# The problem
A copy is needed of each line in the records that has the word "filename".

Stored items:
____________

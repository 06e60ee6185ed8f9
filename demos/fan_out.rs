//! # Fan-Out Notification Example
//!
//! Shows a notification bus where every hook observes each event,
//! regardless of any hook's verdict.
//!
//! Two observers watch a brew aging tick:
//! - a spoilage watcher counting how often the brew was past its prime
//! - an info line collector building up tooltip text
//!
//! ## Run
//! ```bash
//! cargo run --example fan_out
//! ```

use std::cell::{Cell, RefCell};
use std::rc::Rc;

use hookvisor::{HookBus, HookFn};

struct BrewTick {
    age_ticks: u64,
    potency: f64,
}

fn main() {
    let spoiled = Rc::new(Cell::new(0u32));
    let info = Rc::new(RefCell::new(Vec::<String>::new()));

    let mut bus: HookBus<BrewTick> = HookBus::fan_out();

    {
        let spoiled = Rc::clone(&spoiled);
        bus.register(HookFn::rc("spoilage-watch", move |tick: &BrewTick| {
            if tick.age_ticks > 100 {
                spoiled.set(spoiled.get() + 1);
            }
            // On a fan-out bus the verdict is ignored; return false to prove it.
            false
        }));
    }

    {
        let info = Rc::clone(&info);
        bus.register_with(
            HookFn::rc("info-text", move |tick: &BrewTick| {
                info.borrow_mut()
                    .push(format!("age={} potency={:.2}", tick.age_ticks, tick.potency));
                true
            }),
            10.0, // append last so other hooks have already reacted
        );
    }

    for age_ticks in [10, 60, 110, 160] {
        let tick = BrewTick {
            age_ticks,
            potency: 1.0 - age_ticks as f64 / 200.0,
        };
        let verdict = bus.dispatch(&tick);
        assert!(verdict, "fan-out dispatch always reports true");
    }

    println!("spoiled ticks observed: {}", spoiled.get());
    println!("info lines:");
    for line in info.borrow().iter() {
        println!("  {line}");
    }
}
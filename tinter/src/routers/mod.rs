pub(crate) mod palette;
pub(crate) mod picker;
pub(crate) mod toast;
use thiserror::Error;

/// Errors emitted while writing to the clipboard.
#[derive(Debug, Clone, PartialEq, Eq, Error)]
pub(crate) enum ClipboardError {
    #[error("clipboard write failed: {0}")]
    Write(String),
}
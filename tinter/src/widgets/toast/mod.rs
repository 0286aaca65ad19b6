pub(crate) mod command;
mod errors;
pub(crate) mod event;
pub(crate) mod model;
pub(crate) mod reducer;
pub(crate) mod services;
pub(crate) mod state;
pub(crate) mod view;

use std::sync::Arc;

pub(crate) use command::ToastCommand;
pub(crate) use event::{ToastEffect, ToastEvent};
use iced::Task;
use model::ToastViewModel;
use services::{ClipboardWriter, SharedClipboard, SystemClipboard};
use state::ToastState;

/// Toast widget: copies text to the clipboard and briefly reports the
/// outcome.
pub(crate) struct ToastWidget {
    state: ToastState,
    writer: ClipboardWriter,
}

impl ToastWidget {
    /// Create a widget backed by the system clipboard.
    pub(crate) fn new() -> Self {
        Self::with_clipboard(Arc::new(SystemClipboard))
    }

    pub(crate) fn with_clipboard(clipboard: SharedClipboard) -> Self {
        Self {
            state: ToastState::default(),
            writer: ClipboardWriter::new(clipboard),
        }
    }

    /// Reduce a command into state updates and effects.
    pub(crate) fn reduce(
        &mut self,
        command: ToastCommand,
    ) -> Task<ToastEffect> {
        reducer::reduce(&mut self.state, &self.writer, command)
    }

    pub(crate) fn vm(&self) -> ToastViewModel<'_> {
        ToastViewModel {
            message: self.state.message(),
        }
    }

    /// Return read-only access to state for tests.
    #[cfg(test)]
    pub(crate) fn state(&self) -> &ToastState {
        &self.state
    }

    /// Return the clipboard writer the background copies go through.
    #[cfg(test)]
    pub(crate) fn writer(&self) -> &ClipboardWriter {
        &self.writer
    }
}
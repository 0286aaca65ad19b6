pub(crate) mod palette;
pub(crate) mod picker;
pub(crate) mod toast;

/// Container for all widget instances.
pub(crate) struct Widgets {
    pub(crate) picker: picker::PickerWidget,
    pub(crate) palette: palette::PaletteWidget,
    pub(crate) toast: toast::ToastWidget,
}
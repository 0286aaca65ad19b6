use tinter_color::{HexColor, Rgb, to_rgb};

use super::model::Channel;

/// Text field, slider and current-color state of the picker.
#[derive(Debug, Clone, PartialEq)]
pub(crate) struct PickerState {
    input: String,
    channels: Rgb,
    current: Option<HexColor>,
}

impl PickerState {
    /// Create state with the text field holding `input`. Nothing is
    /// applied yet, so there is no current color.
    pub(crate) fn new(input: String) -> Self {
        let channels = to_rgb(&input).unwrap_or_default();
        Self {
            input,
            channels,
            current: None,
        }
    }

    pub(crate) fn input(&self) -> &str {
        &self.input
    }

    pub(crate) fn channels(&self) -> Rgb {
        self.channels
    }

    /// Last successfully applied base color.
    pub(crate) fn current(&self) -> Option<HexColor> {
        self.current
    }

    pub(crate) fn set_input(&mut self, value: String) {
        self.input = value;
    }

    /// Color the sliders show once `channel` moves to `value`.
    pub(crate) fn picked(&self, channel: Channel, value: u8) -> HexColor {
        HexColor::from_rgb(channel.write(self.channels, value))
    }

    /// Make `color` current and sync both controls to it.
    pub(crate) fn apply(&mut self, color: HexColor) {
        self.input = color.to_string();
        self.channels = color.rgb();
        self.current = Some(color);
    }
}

____________

# Written response
filename demos/fan_out.rs
filename tinter/src/routers/mod.rs
filename tinter/src/widgets/toast/mod.rs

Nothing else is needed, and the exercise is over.